# PCI Device - Yellow question mark



## humblemofo (Aug 23, 2005)

just reinstalled (after formatted Hard Drive) Windows XP SP2 (Home), and i see that there is a PCI Device with a "Yellow Question Mark".

all my hardware devices are all working but it is somewhat still "annoying".....

how can i (we) find out what it is and where the appropriate driver is??

thanks in advance!!!


----------



## V0lt (Sep 14, 2002)

Could you think of what it might be?
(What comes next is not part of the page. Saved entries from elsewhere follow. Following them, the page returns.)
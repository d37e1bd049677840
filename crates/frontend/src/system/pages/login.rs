use crate::layout::global_context::use_global_context;
use crate::system::auth::{do_login, use_auth};
use contracts::system::access::PageKey;
use contracts::system::auth::SessionRole;
use leptos::prelude::*;
use thaw::*;

#[component]
pub fn LoginPage() -> impl IntoView {
    let session = use_auth();
    let ctx = use_global_context();
    let role_code = RwSignal::new(String::new());

    let selected = Memo::new(move |_| SessionRole::from_code(&role_code.get()));

    let on_continue = move |_| {
        match selected.get_untracked() {
            Some(role) => {
                do_login(session, role);
                ctx.navigate(PageKey::Dashboard);
            }
            None => session.error.set(Some("Please select a role".to_string())),
        }
    };

    view! {
        <div class="login-container">
            <div class="login-box">
                <h1>"Workforce Portal"</h1>
                <h2>"Sign in"</h2>

                <Show when=move || session.error.get().is_some()>
                    <div class="error-message">
                        {move || session.error.get().unwrap_or_default()}
                    </div>
                </Show>

                <div class="login-form">
                    <div class="form__group">
                        <label class="form__label" for="roleSelect">"Role"</label>
                        <Select value=role_code attr:id="roleSelect">
                            <option value="">"Select a role"</option>
                            {SessionRole::all().into_iter().map(|role| view! {
                                <option value=role.code()>{role.display_name()}</option>
                            }).collect_view()}
                        </Select>
                    </div>

                    {move || selected.get().map(|role| view! {
                        <div class="login-role-description">
                            <strong>{role.display_name()}</strong>
                            <p>{role.description()}</p>
                        </div>
                    })}

                    <Button
                        appearance=ButtonAppearance::Primary
                        on_click=on_continue
                        disabled=Signal::derive(move || selected.get().is_none())
                    >
                        {move || if selected.get().is_some() { "Continue to Dashboard" } else { "Select Role to Continue" }}
                    </Button>
                </div>
            </div>
        </div>
    }
}
use crate::shared::{StoreError, ValidationError};
use serde::{Deserialize, Serialize};

pub type UseCaseResult<T> = Result<T, UseCaseError>;

/// Error handed to the UI: a stable code plus the message shown to the user.
#[derive(Debug, Clone, PartialEq, Serialize, Deserialize)]
pub struct UseCaseError {
    pub code: String,
    pub message: String,
    pub details: Option<String>,
}

impl UseCaseError {
    pub fn new(code: impl Into<String>, message: impl Into<String>) -> Self {
        Self {
            code: code.into(),
            message: message.into(),
            details: None,
        }
    }

    pub fn with_details(mut self, details: impl Into<String>) -> Self {
        self.details = Some(details.into());
        self
    }

    pub fn validation(message: impl Into<String>) -> Self {
        Self::new("VALIDATION_ERROR", message)
    }

    pub fn not_found(message: impl Into<String>) -> Self {
        Self::new("NOT_FOUND", message)
    }

    pub fn internal(message: impl Into<String>) -> Self {
        Self::new("INTERNAL_ERROR", message)
    }

    pub fn storage(message: impl Into<String>) -> Self {
        Self::new("STORAGE_ERROR", message)
    }

    pub fn is_validation(&self) -> bool {
        self.code == "VALIDATION_ERROR"
    }
}

impl std::fmt::Display for UseCaseError {
    fn fmt(&self, f: &mut std::fmt::Formatter<'_>) -> std::fmt::Result {
        write!(f, "[{}] {}", self.code, self.message)?;
        if let Some(details) = &self.details {
            write!(f, ": {}", details)?;
        }
        Ok(())
    }
}

impl std::error::Error for UseCaseError {}

impl From<StoreError> for UseCaseError {
    fn from(err: StoreError) -> Self {
        UseCaseError::storage("Saved data could not be read or written").with_details(err.to_string())
    }
}

impl From<ValidationError> for UseCaseError {
    fn from(err: ValidationError) -> Self {
        UseCaseError::validation(err.to_string())
    }
}

impl From<anyhow::Error> for UseCaseError {
    fn from(err: anyhow::Error) -> Self {
        UseCaseError::internal(err.to_string())
    }
}

#[cfg(test)]
mod tests {
    use super::*;

    #[test]
    fn test_validation_message_passes_through() {
        let err: UseCaseError = ValidationError::RequiredFields.into();
        assert!(err.is_validation());
        assert_eq!(err.message, "Please fill in all required fields");
    }

    #[test]
    fn test_store_error_keeps_details() {
        let err: UseCaseError = StoreError::Unavailable.into();
        assert_eq!(err.code, "STORAGE_ERROR");
        assert!(err.details.is_some());
        assert!(err.to_string().starts_with("[STORAGE_ERROR]"));
    }

    #[test]
    fn test_anyhow_is_internal() {
        let err: UseCaseError = anyhow::anyhow!("boom").into();
        assert_eq!(err.to_string(), "[INTERNAL_ERROR] boom");
    }
}
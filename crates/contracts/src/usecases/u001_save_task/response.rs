use crate::domain::a001_task::aggregate::Task;

#[derive(Debug, Clone)]
pub struct SaveTaskResponse {
    /// Created tasks, or the single edited one
    pub saved: Vec<Task>,
    /// Whole collection after the write
    pub tasks: Vec<Task>,
    pub notice: Option<String>,
}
Have you noticed any functionality missing?

There have been times when I had a similar thing pop up on my machine- I just set it to not try to install it anymore and didn't bother trying to find out what it was, because I wasn't missing anything that I knew of.


----------



## humblemofo (Aug 23, 2005)

i have set it disable and nothing has shown up.......

its just one of those "annoying" things 

the only thing that i can think of that "functionnally NOT sound" is my 2nd SATA drive (750gb).....every now and then, it just hangs/doesnt respond.


----------



## Old Rich (May 31, 2007)

That will often be a modem . . do you have one installed?


----------



## humblemofo (Aug 23, 2005)

no modem....
i have a NVIDIA nForce 680i SLI Mobo though :4-dontkno


----------



## dai (Jul 2, 2004)

this will identify an unknown device
http://www.zhangduo.com/udi.html
after formatting did you run your m/b setup disk


----------